Exercise goal: From the entries below, work out how many lines contain the string "MessageObserver"; answer with the number alone.
Start of Input
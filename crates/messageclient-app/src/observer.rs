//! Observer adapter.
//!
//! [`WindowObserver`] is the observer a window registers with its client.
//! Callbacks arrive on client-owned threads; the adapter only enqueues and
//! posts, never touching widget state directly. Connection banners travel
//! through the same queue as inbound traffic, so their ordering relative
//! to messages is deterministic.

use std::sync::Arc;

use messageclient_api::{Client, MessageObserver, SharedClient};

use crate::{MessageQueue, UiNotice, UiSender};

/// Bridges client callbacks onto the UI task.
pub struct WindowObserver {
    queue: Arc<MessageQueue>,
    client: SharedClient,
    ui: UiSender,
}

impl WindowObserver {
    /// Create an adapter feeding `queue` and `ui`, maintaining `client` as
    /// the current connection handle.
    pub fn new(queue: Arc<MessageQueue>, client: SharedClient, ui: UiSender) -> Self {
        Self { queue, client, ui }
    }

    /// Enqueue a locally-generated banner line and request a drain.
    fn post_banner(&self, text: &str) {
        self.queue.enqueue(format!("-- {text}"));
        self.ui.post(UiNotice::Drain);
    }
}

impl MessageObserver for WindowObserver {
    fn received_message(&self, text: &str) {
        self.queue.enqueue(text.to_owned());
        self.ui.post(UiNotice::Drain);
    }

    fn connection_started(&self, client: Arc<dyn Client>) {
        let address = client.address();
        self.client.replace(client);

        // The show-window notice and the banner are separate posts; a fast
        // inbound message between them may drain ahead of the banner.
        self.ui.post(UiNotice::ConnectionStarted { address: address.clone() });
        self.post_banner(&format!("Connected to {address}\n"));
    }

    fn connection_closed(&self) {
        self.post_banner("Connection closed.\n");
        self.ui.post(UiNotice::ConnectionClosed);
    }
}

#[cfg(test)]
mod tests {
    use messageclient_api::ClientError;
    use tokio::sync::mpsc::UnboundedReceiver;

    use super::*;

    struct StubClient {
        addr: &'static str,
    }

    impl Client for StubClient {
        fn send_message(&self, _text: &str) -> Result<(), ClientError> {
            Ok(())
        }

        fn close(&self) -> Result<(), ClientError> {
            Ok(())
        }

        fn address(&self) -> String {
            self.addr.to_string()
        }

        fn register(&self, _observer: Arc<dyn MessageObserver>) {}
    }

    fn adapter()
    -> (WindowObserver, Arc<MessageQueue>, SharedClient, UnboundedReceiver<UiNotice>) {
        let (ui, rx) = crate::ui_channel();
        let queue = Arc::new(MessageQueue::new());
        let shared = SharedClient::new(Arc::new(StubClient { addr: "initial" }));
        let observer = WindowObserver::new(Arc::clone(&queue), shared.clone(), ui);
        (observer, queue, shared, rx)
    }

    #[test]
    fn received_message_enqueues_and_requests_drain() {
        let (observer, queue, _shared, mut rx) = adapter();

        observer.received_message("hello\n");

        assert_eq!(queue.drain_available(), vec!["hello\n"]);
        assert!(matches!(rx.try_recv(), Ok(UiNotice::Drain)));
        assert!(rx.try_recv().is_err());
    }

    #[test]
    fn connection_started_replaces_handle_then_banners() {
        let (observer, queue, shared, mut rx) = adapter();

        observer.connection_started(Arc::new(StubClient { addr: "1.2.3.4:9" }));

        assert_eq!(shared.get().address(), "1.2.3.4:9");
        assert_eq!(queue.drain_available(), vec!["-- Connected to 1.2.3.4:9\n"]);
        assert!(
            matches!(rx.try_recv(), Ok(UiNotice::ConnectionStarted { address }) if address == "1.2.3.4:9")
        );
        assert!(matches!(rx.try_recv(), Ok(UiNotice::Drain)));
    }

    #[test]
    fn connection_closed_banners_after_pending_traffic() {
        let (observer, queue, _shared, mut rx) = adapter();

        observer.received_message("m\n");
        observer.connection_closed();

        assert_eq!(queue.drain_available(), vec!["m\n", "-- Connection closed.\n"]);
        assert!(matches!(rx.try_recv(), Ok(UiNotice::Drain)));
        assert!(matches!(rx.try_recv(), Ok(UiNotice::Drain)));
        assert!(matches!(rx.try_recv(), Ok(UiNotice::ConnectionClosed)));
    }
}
End of Input
Task response: 3